Pierwsze cięcie blach zaplanowano na 2021 rok. Jednostka ma być przekazana do służby najpóźniej w roku 2024, ale stocznia otrzyma premię finansową, jeśli zdoła wyprzedzić harmonogram. Potencjalna wartość umowy to aż 1,9 miliarda dolarów, gdyż zawiera także opcję na budowę kolejnych dwóch jednostek. Pierwszy etap realizacji kontraktu – czyli budowa pierwszego lodołamacza – kosztować będzie 746 milionów dolarów.
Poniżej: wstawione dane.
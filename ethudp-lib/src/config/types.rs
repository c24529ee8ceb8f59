use std::net::{Ipv4Addr, SocketAddr};

use crate::cipher::CipherAlgorithm;
use crate::error::{Result, TunnelError};

/// How the tunnel reaches the local Layer-2 network.
#[derive(Debug, Clone, PartialEq, Eq)]
pub enum Mode {
    /// Raw packet socket bound to a physical interface; the only mode that
    /// reconstructs VLAN tags and uses promiscuous mode.
    Ether { interface: String },
    /// TAP device with a locally assigned IPv4 address.
    Tap { address: Ipv4Addr, prefix_len: u8 },
    /// TAP device meant to be enslaved to an existing software bridge.
    /// Bridge membership itself is configured outside the tunnel.
    Bridge { bridge: String },
}

/// Mode selector before its positional payload has been parsed.
#[derive(Debug, Clone, Copy, PartialEq, Eq)]
pub enum ModeKind {
    Ether,
    Tap,
    Bridge,
}

/// One UDP path. A remote port of zero selects NAT mode: the peer's port
/// is unknown until it introduces itself.
#[derive(Debug, Clone, Copy, PartialEq, Eq)]
pub struct PathSpec {
    pub local: SocketAddr,
    pub remote: SocketAddr,
}

#[derive(Debug, Clone)]
pub struct CipherConfig {
    pub algorithm: CipherAlgorithm,
    pub key: String,
}

/// Fully resolved tunnel configuration. Established at startup and
/// immutable for the life of the process.
#[derive(Debug, Clone)]
pub struct Config {
    pub mode: Mode,
    /// Master path, optionally followed by the slave path.
    pub paths: Vec<PathSpec>,
    pub password: Option<String>,
    pub cipher: Option<CipherConfig>,
    pub fix_mss: bool,
    pub read_only: bool,
    pub write_only: bool,
    pub no_promisc: bool,
    pub loopback_check: bool,
}

impl Config {
    pub fn master_slave(&self) -> bool {
        self.paths.len() == 2
    }

    pub fn validate(&self) -> Result<()> {
        if self.paths.is_empty() || self.paths.len() > 2 {
            return Err(TunnelError::Config(format!(
                "expected one or two udp paths, got {}",
                self.paths.len()
            )));
        }
        if self.read_only && self.write_only {
            return Err(TunnelError::Config(
                "read-only and write-only are mutually exclusive".into(),
            ));
        }
        if let Some(cipher) = &self.cipher {
            if cipher.key.is_empty() {
                return Err(TunnelError::EmptyKey);
            }
        }
        if let Mode::Tap { prefix_len, .. } = &self.mode {
            if *prefix_len > 32 {
                return Err(TunnelError::Config(format!(
                    "prefix length {prefix_len} out of range"
                )));
            }
        }
        for path in &self.paths {
            if path.local.is_ipv4() != path.remote.is_ipv4() {
                return Err(TunnelError::Config(format!(
                    "path {} -> {} mixes address families",
                    path.local, path.remote
                )));
            }
        }
        Ok(())
    }
}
Amerykańska straż wybrzeża od dawna czeka na nowe ciężkie lodołamacze. Starania o przyznanie funduszy zaczęły się już w roku 2005. Obecnie w służbie są trzy takie jednostki – USCGC Polar Star (WAGB-10), USCGC Polar Sea (WAGB-11, na zdjęciu) i USCGC Healy (WAGB-20) – ale tylko ta ostatnia, największa z nich (i paradoksalnie klasyfikowana jako lodołamacz średni), jest nowoczesna i w dobrym stanie technicznym. Polar Sea w ogóle nie nadaje się do wyjścia w morze – awaria w 2010 roku spowodowała tak poważne uszkodzenia w maszynowni, że remont uznano za nieopłacalny.

Poza tym w straży wybrzeża służą też liczne małe lodołamacze, które jednak nie nadają się do działań w strefie okołobiegunowej i służą jedynie na wodach śródlądowych.

Polar Security Cutters będą wypełniać te same zadania co oba stare Polary. Zajmą się wspieraniem ekspedycji badawczych, zadaniami SAR i działaniami w zakresie szeroko rozumianego nadzoru przestrzegania prawa morza. Komendant USCG, admirał Karl Schultz, podkreśla, że jednostki te odgrywać będą kluczową rolę w zabezpieczaniu obecności Stanów Zjednoczonych w strefie polarnej.

Nowe lodołamacze będą mieć długość 140 metrów i wyporność pełną 33 500 ton.